[Exercise materials Boundary: Start]

//! Decompressor types over the zlib inflate core.

use vassago_core::{
    Algorithm, Decompressor, DictionaryDecompressor, Error, Result, WindowSize,
};

use crate::zlib::inflate;

/// Zlib decompressor.
///
/// A configured, reusable front end over [`inflate`]: holds the window
/// size and an optional preset dictionary, and owns no other state.
/// Independent instances may run concurrently on disjoint inputs.
#[derive(Debug, Clone, Default)]
pub struct ZlibDecompressor {
    window: WindowSize,
    dictionary: Option<Vec<u8>>,
}

impl ZlibDecompressor {
    /// Create a decompressor with the default 32 KiB window.
    pub fn new() -> Self {
        Self::default()
    }

    /// Create a decompressor with a specific window size.
    pub fn with_window_size(window: WindowSize) -> Self {
        Self {
            window,
            dictionary: None,
        }
    }
}

impl Decompressor for ZlibDecompressor {
    fn algorithm(&self) -> Algorithm {
        Algorithm::Zlib
    }

    fn decompress(&self, input: &[u8]) -> Result<Vec<u8>> {
        let mut output = Vec::new();
        inflate(
            input,
            self.dictionary.as_deref(),
            self.window.to_bytes() as u32,
            &mut output,
        )?;
        Ok(output)
    }

    fn decompress_to(&self, input: &[u8], output: &mut [u8]) -> Result<usize> {
        let decompressed = self.decompress(input)?;
        if decompressed.len() > output.len() {
            return Err(Error::buffer_too_small(decompressed.len(), output.len()));
        }
        output[..decompressed.len()].copy_from_slice(&decompressed);
        Ok(decompressed.len())
    }
}

impl DictionaryDecompressor for ZlibDecompressor {
    fn set_dictionary(&mut self, dictionary: &[u8]) -> Result<()> {
        if dictionary.len() > self.window.to_bytes() {
            return Err(Error::InvalidDictionarySize {
                dictionary: dictionary.len(),
                window: self.window.to_bytes(),
            });
        }
        self.dictionary = Some(dictionary.to_vec());
        Ok(())
    }

    fn clear_dictionary(&mut self) {
        self.dictionary = None;
    }
}
//! The built-in router component: fans envelope data out along graph edges.

use async_trait::async_trait;
use futures_util::future::try_join_all;
use std::sync::Arc;

use crate::component::{Component, ComponentError};
use crate::context::Context;
use crate::graph::Graph;
use crate::types::{Envelope, MsgId, PortRef, DEFAULT_FROM_PORT};

/// Consumes envelopes from its inbound aggregation port and forwards every
/// payload to the destinations wired in the graph.
///
/// The router never buffers across invocations: each trigger handles exactly
/// the envelopes available at the moment of the check, and repeated triggers
/// drain any backlog incrementally. A source port with no matching
/// connection is not an error; the payload is silently dropped.
pub struct Router {
    id: String,
    graph: Arc<Graph>,
    from_port: String,
}

impl Router {
    pub fn new(id: impl Into<String>, graph: Arc<Graph>) -> Self {
        Self {
            id: id.into(),
            graph,
            from_port: DEFAULT_FROM_PORT.to_string(),
        }
    }

    #[must_use]
    pub fn with_from_port(mut self, from_port: impl Into<String>) -> Self {
        self.from_port = from_port.into();
        self
    }

    /// The topology version this router forwards against.
    pub fn graph(&self) -> &Arc<Graph> {
        &self.graph
    }
}

#[async_trait]
impl Component for Router {
    fn id(&self) -> &str {
        &self.id
    }

    async fn process(&self, ctx: &Context) -> Result<(), ComponentError> {
        // Level-triggered check: spurious or coalesced wakes land here.
        if !ctx.input.has_data(self.from_port.as_str(), 1).await? {
            return Ok(());
        }
        let Some(raw) = ctx.input.get_data(self.from_port.as_str()).await? else {
            return Ok(());
        };
        let envelope: Envelope = serde_json::from_value(raw)?;

        if let Some(error) = &envelope.error {
            tracing::warn!(
                node = %envelope.node,
                error = %error,
                "error envelope received, not forwarded"
            );
            return Ok(());
        }
        let Some(data) = envelope.data else {
            return Ok(());
        };

        // Independent copies per destination, no cross-target ordering.
        let mut sends = Vec::new();
        for (port, payload) in &data {
            let source = PortRef::new(envelope.node.clone(), port.clone());
            for target in self.graph.next_ports(&source) {
                let mid = MsgId::new(
                    envelope.network.clone(),
                    target.node.clone(),
                    target.port.clone(),
                );
                sends.push(ctx.output.send_data(mid, payload.clone()));
            }
        }
        try_join_all(sends).await?;
        Ok(())
    }
}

[Exercise materials Boundary: End]

#### [Exercise]
Considering the records above, how many lines hold "Context"? Please answer with only the number.

#### [Exercise output]
2